Well Log 1D Attention Demonstration Mathematical Formulation#

Now that we have introduced the general attention framework, we can summarize the specific workflow used for our well log permeability prediction problem.

  • yes this is quite verbose with the intention to describe a repeatable workflow, with every possible detail included.

The well log attention demonstration workflow steps are,

  1. Extract local porosity windows from Well 1 to form the keys (K)

For a moving window of size \(d\), centered at location \(i\) in Well 1, each key vector is:

\[ \mathbf{K}_i = \begin{bmatrix} \phi_{i-\frac{d-1}{2}} & \phi_{i-\frac{d-3}{2}} & \cdots & \phi_i & \cdots & \phi_{i+\frac{d-3}{2}} & \phi_{i+\frac{d-1}{2}} \end{bmatrix} \]

where \(\phi_i\) is the porosity at depth/location \(i\), \(d\) is the moving window size, and \(\mathbf{K}_i\) = local porosity pattern centered at location \(i\)

Collecting all valid windows produces the key matrix,

\[\begin{split} \mathbf{K}_{N \times d} = \begin{bmatrix} \mathbf{K}_1 \\ \mathbf{K}_2 \\ \vdots \\ \mathbf{K}_N \end{bmatrix} \end{split}\]

where \(N\) is the number of valid moving-window samples extracted from Well 1, and each \(\mathbf{K}_k\) is a row vector that represents a stored local geological pattern in the memory bank.

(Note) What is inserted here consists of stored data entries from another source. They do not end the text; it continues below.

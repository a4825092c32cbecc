use chrono::{NaiveDate, NaiveDateTime, Utc};

/// Wall-clock source. Everything downstream works with naive local time.
pub trait Clock: Send + Sync + 'static {
    fn now(&self) -> NaiveDateTime;
}

pub struct ZonedClock(chrono_tz::Tz);

impl ZonedClock {
    pub fn new(timezone: chrono_tz::Tz) -> Self {
        Self(timezone)
    }
}

impl Clock for ZonedClock {
    fn now(&self) -> NaiveDateTime {
        Utc::now().with_timezone(&self.0).naive_local()
    }
}

pub trait CalendarDay {
    fn calendar_day(&self) -> NaiveDate;
}

impl CalendarDay for NaiveDate {
    fn calendar_day(&self) -> NaiveDate {
        *self
    }
}

impl CalendarDay for NaiveDateTime {
    fn calendar_day(&self) -> NaiveDate {
        self.date()
    }
}

/// True iff `timestamp` falls on the same local calendar day as `now`.
/// A missing timestamp is never today.
pub fn is_today<T: CalendarDay>(timestamp: Option<&T>, now: NaiveDateTime) -> bool {
    timestamp.is_some_and(|timestamp| timestamp.calendar_day() == now.date())
}

#[cfg(test)]
mod tests {
    use chrono::{NaiveDate, TimeDelta};

    use super::*;
    use crate::test_utils::at;

    #[test]
    fn missing_timestamp_is_never_today() {
        assert!(!is_today::<NaiveDateTime>(None, at(12, 0)));
    }

    #[test]
    fn same_date_is_today_regardless_of_time() {
        let now = at(0, 1);
        let late = at(23, 59);

        assert!(is_today(Some(&late), now));
        assert!(is_today(Some(&now.date()), now));
    }

    #[test]
    fn one_minute_past_midnight_is_another_day() {
        let now = at(0, 0);
        let yesterday = now - TimeDelta::minutes(1);

        assert!(!is_today(Some(&yesterday), now));
    }

    #[test]
    fn same_day_of_another_month_is_not_today() {
        let now = at(9, 0);
        let other = NaiveDate::from_ymd_opt(2025, 4, 30).unwrap();

        assert!(!is_today(Some(&other), now));
    }

    #[test]
    fn zoned_clock_follows_configured_timezone() {
        let utc = ZonedClock::new(chrono_tz::UTC).now();
        let jakarta = ZonedClock::new(chrono_tz::Asia::Jakarta).now();
        let offset = jakarta - utc;

        assert!(
            (offset - TimeDelta::hours(7)).num_seconds().abs() < 5,
            "Jakarta is UTC+7. offset = {offset:?}"
        );
    }
}
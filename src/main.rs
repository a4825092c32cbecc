mod appsettings;
mod articles;
mod calculators;
mod clock;
mod profiles;
mod reminder;
mod scheduling;
mod storage;
mod telegram;
mod tracker;

#[cfg(test)]
mod test_utils;

use std::sync::Arc;

use anyhow::Context;
use teloxide::Bot;

use crate::{
    clock::ZonedClock,
    profiles::Profiles,
    telegram::{PermissionPrompts, TelegramInteractionInterface, TelegramProfileFactory},
};

#[tokio::main]
async fn main() -> anyhow::Result<()> {
    dotenvy::dotenv().ok();
    pretty_env_logger::init();

    let settings = appsettings::get()?;
    let timezone: chrono_tz::Tz = settings
        .clock
        .timezone
        .parse()
        .map_err(|error| anyhow::anyhow!("Invalid clock.timezone: {error}"))?;

    let bot = Bot::new(&settings.telegram.token);
    let prompts = Arc::new(PermissionPrompts::default());
    let factory = TelegramProfileFactory::new(
        bot.clone(),
        settings.storage.persistent_dir(),
        Arc::clone(&prompts),
        settings.notifications.permission_prompt_timeout(),
    );
    let profiles = Arc::new(Profiles::new(
        Arc::new(factory),
        Arc::new(ZonedClock::new(timezone)),
    ));

    let restored = profiles
        .restore_all()
        .await
        .context("Failed to restore profiles")?;
    log::info!(
        "Restored profiles. [count = {restored}, data_dir = {}, ephemeral = {}, timezone = {timezone}]",
        settings.storage.data_dir.display(),
        settings.storage.ephemeral
    );

    TelegramInteractionInterface::start(bot, profiles, prompts).await;
    Ok(())
}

For example, a single key vector centered at location \(i\) with a window size of \(d=3\) is:

\[ \mathbf{K}_i = \begin{bmatrix} \phi_{i-1} & \phi_i & \phi_{i+1} \end{bmatrix} \]

where \(\phi_i\) is the porosity at location/depth index \(i\), \(\phi_{i-1}\) and \(\phi_{i+1}\) provide the local geological context surrounding the center location, and \(\mathbf{K}_i\) represents a local geological pattern extracted from the well log.

\[\begin{split} \mathbf{K}_{N \times d} = \begin{bmatrix} \phi_{1-1} & \phi_{1} & \phi_{1+1} \\ \phi_{2-1} & \phi_{2} & \phi_{2+1} \\ \phi_{3-1} & \phi_{3} & \phi_{3+1} \\ \vdots & \vdots & \vdots \\ \phi_{N-1} & \phi_{N} & \phi_{N+1} \end{bmatrix} \end{split}\]

where each row represents a local porosity window (local geological pattern) extracted from Well 1 and centered at location \(i\) and the full key matrix stacks all local geological patterns into the attention memory bank.

  1. Pair each key window with the collocated permeability value from Well 1 to form the values (V)

For each key window centered at location \(i\), we associate the collocated permeability value from Well 1,

\[ v_i = \ln(k_i) \]

where \(k_i\) is the permeability at location \(i\), and \(v_i\) = log-permeability value associated with key \(\mathbf{K}_i\)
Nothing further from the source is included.